▶ [EXERCISE BRIEF] Search the listing below for lines containing the string "GameSnapshot". Reply with their count only.

▶ [SOURCE MATERIAL]
//! Terminal Tetris runner (default binary).
//!
//! One thread: poll crossterm input until the next gravity tick, apply actions,
//! tick, forward game events to audio, redraw.

use std::time::{Duration, Instant};

use anyhow::Result;
use clap::Parser;
use crossterm::event::{self, Event};

use classic_tetris::audio::ProceduralAudio;
use classic_tetris::config::Config;
use classic_tetris::core::{GameSnapshot, GameState};
use classic_tetris::input::{handle_key_event, should_quit};
use classic_tetris::term::{FrameBuffer, GameView, TerminalRenderer, Viewport};

fn main() -> Result<()> {
    let config = Config::parse();

    let mut audio = if config.mute {
        ProceduralAudio::disabled()
    } else {
        ProceduralAudio::new()
    };

    let mut term = TerminalRenderer::new();
    term.enter()?;

    let result = run(&config, &mut term, &mut audio);

    // Always try to restore terminal state.
    let _ = term.exit();
    result
}

fn run(config: &Config, term: &mut TerminalRenderer, audio: &mut ProceduralAudio) -> Result<()> {
    let mut game = GameState::new(config.seed_or_random());
    game.start();

    let view = GameView::default();
    let mut snap = GameSnapshot::default();
    let mut fb = FrameBuffer::new(0, 0);

    let tick = config.tick_interval();
    let mut last_tick = Instant::now();

    loop {
        for event in game.drain_events() {
            audio.handle_event(&event);
        }

        let (w, h) = crossterm::terminal::size().unwrap_or((80, 24));
        game.snapshot_into(&mut snap);
        view.render_into(&snap, Viewport::new(w, h), &mut fb);
        term.draw(&fb)?;

        // Input with timeout until next tick.
        let timeout = tick.checked_sub(last_tick.elapsed()).unwrap_or(Duration::ZERO);
        if event::poll(timeout)? {
            match event::read()? {
                Event::Key(key) => {
                    if should_quit(key) {
                        return Ok(());
                    }
                    if let Some(action) = handle_key_event(key) {
                        game.apply_action(action);
                    }
                }
                Event::Resize(..) => term.invalidate(),
                _ => {}
            }
        }

        if last_tick.elapsed() >= tick {
            last_tick = Instant::now();
            game.tick();
        }
    }
}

▶ [EXERCISE RESULT] 2